Objective Physicochemical characterization and assessment of aerosol dispersion performance of anti-TB proliposome dry powders for inhalation (DPIs) prepared using a single-step jet-milling (JM) approach. Significance Conventional tuberculosis (TB) treatment involves isoniazid and rifampicin as first-line agents in extended oral multi-drug regimes. Liposomal DPIs are emerging as promising alternatives for targeted delivery of anti-TB agents to alveolar macrophages harboring Mycobacterium tuberculosis. However, traditional approaches for liposomal DPI preparation are tedious, time consuming and require sophisticated/expensive equipment. The proposed JM technique for preparation of proliposome DPIs could obviate these limitations and facilitate use of these drugs for more effective and safer treatment. Methods Proliposome DPIs containing isoniazid and/or rifampicin, cholesterol and cholesterol sulfate were successfully prepared via JM (injection pressure, 7.4 bar; milling pressure, 3.68 bar). Their physicochemical, content uniformity, and in vitro aerosol dispersion performance were assessed using scanning electron microscopy/energy-dispersive X-ray spectroscopy, transmission electron microscopy, dynamic light scattering/Zeta potential, X-ray diffraction spectroscopy, thermogravimetric analysis, high-performance liquid chromatography, and the Next-Generation Impactor.
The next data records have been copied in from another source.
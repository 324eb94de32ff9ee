use serde::{Deserialize, Serialize};
use utoipa::ToSchema;

#[derive(Debug, Clone, Serialize, Deserialize, ToSchema)]
pub struct ErrorDto {
    pub error: String,
}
Results The DPIs exhibited consistent, spherically shaped, smooth particles. Drug particles were evenly distributed with acceptable content uniformity. Drug crystallinity was not significantly affected by milling and the formulations had minimal (<2.0%) water content. After reconstitution of the DPIs, the hydrodynamic size was about 370.9–556.2 nm and charge was –12.3 to –47.3 mV. Furthermore, the proliposome DPIs presented emitted dose (69.04–89.03%), fine particle fraction, <4.4 µm (13.7 − 57.8%), and mass median aerodynamic diameter (<3.0 µm), which satisfied the requirements for deep lung delivery. Conclusion The proposed approach was suitable for preparation of proliposome DPIs that could be deployed for local targeting of the lower respiratory tract for the treatment of TB.